| PROVIDED DATA |
------------------------------------
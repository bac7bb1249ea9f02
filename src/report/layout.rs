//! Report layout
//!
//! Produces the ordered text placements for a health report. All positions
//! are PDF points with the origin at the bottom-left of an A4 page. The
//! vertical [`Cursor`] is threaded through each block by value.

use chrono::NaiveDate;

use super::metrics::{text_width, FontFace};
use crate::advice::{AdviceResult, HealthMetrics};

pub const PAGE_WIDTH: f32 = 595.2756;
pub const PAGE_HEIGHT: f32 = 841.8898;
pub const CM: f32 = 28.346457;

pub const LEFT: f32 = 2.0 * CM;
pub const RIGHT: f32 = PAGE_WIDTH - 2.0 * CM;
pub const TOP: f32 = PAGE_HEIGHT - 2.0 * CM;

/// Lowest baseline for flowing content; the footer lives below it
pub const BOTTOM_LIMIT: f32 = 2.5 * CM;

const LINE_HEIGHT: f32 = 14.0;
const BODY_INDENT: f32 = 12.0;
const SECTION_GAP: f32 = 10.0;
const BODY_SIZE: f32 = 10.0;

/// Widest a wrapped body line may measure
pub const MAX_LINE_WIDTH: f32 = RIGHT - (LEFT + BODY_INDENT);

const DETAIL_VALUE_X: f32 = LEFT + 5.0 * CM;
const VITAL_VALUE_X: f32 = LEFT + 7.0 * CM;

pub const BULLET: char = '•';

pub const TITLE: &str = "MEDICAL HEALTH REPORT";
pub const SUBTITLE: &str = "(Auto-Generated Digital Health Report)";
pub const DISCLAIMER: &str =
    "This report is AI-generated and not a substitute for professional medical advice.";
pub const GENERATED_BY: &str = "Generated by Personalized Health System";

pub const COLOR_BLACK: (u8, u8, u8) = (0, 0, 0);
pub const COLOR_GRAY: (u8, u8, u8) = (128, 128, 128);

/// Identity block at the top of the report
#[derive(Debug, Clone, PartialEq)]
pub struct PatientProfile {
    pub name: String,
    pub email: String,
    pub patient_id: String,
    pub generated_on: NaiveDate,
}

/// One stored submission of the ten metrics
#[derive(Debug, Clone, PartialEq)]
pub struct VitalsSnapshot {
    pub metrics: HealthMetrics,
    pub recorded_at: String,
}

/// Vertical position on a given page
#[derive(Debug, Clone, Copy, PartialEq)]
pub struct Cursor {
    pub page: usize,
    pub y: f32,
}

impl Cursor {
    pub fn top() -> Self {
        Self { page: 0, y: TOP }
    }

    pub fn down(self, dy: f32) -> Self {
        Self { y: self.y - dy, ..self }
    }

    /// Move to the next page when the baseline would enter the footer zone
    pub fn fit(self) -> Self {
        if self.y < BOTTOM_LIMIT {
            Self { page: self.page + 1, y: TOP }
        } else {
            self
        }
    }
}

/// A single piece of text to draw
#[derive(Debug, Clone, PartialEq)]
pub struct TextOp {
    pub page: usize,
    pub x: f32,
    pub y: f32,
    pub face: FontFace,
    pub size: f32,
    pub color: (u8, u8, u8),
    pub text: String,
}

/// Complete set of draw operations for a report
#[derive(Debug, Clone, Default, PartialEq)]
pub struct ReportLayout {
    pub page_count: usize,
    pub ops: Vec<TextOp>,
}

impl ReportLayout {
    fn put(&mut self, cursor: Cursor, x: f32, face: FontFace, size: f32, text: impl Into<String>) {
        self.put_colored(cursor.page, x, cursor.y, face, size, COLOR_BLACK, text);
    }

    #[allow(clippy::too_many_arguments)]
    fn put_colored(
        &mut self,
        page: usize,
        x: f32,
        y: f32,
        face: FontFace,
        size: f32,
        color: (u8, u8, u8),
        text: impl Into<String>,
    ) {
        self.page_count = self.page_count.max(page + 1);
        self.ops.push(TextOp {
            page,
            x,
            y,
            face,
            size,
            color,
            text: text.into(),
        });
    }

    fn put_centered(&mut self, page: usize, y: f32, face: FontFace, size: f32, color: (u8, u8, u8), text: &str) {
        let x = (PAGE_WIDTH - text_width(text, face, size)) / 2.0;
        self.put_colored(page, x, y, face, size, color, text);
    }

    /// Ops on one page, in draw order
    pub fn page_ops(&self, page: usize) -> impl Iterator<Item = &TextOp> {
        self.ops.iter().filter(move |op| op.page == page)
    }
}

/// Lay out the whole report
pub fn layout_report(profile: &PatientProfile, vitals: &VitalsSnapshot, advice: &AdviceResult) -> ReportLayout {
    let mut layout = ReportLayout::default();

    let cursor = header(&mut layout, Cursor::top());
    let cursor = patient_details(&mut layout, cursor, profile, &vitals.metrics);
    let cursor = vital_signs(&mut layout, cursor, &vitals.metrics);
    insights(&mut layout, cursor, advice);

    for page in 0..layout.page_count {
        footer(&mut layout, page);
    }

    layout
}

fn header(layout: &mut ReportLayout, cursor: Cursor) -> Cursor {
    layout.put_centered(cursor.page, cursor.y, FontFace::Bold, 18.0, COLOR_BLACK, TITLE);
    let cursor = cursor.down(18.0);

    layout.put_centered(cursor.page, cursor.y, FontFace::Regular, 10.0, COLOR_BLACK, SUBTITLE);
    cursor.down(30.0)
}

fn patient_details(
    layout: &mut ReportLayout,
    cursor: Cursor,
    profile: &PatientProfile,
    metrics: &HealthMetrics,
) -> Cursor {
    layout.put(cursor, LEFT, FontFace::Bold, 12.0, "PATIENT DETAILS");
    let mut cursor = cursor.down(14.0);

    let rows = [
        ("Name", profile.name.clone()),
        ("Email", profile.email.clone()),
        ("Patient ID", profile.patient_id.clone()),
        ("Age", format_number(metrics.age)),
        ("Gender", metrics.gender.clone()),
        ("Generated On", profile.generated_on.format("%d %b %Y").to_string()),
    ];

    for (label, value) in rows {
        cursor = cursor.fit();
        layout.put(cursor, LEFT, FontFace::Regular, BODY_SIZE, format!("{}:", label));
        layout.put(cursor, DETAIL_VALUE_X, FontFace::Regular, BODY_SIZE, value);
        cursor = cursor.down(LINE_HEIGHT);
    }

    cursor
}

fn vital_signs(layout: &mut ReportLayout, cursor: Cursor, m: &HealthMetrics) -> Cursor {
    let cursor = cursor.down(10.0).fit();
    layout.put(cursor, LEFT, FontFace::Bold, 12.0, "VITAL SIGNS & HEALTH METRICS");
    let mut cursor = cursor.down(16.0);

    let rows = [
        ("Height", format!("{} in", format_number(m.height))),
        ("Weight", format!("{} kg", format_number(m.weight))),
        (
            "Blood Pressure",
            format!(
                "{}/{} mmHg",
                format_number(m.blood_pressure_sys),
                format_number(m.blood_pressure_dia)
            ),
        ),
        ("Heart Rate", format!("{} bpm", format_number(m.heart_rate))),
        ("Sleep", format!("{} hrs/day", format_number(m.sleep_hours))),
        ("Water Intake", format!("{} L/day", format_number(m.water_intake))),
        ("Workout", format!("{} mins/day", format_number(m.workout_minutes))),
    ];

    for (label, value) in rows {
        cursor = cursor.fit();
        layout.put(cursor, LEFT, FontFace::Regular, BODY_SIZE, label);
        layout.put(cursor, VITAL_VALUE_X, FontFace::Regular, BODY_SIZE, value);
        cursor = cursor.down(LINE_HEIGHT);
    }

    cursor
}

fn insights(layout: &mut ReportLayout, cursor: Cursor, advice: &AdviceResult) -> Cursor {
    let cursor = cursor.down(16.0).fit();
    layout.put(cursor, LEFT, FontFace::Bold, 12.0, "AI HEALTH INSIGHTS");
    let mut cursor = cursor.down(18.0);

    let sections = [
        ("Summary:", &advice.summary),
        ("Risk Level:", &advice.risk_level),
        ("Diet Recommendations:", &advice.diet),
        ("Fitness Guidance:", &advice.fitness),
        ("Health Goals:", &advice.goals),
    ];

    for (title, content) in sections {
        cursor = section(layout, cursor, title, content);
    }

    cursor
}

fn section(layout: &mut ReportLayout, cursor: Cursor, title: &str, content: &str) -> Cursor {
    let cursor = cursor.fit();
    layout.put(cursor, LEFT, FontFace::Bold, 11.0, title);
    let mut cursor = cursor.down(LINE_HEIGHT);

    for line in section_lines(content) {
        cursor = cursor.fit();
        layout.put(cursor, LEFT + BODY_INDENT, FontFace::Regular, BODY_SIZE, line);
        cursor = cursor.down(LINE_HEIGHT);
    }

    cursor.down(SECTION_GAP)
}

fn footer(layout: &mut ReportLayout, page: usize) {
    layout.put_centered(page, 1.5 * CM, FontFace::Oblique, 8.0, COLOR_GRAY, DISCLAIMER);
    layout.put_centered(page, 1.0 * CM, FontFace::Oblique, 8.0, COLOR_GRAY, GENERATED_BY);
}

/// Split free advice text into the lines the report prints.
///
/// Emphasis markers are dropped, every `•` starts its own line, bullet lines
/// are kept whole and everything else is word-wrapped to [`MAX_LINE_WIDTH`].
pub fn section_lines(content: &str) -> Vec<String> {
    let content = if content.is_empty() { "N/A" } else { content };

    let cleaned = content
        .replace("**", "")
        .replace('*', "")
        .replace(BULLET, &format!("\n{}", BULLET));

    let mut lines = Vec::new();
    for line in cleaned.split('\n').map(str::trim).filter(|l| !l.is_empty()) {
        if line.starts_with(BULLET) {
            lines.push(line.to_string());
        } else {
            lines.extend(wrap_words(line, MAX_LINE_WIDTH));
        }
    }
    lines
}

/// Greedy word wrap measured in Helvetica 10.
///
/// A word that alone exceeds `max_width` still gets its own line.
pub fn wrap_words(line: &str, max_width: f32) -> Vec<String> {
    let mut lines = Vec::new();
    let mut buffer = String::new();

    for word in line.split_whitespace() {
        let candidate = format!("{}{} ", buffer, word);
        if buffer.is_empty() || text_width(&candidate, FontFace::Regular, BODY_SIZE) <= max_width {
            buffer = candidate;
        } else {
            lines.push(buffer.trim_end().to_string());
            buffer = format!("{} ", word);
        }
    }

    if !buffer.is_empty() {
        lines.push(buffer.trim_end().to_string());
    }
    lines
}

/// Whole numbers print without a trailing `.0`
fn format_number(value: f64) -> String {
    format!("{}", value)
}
------------------------------------
Only the lines containing "NaiveDate" are needed; copy each of them from the data.

use chrono::NaiveDate;
    pub generated_on: NaiveDate,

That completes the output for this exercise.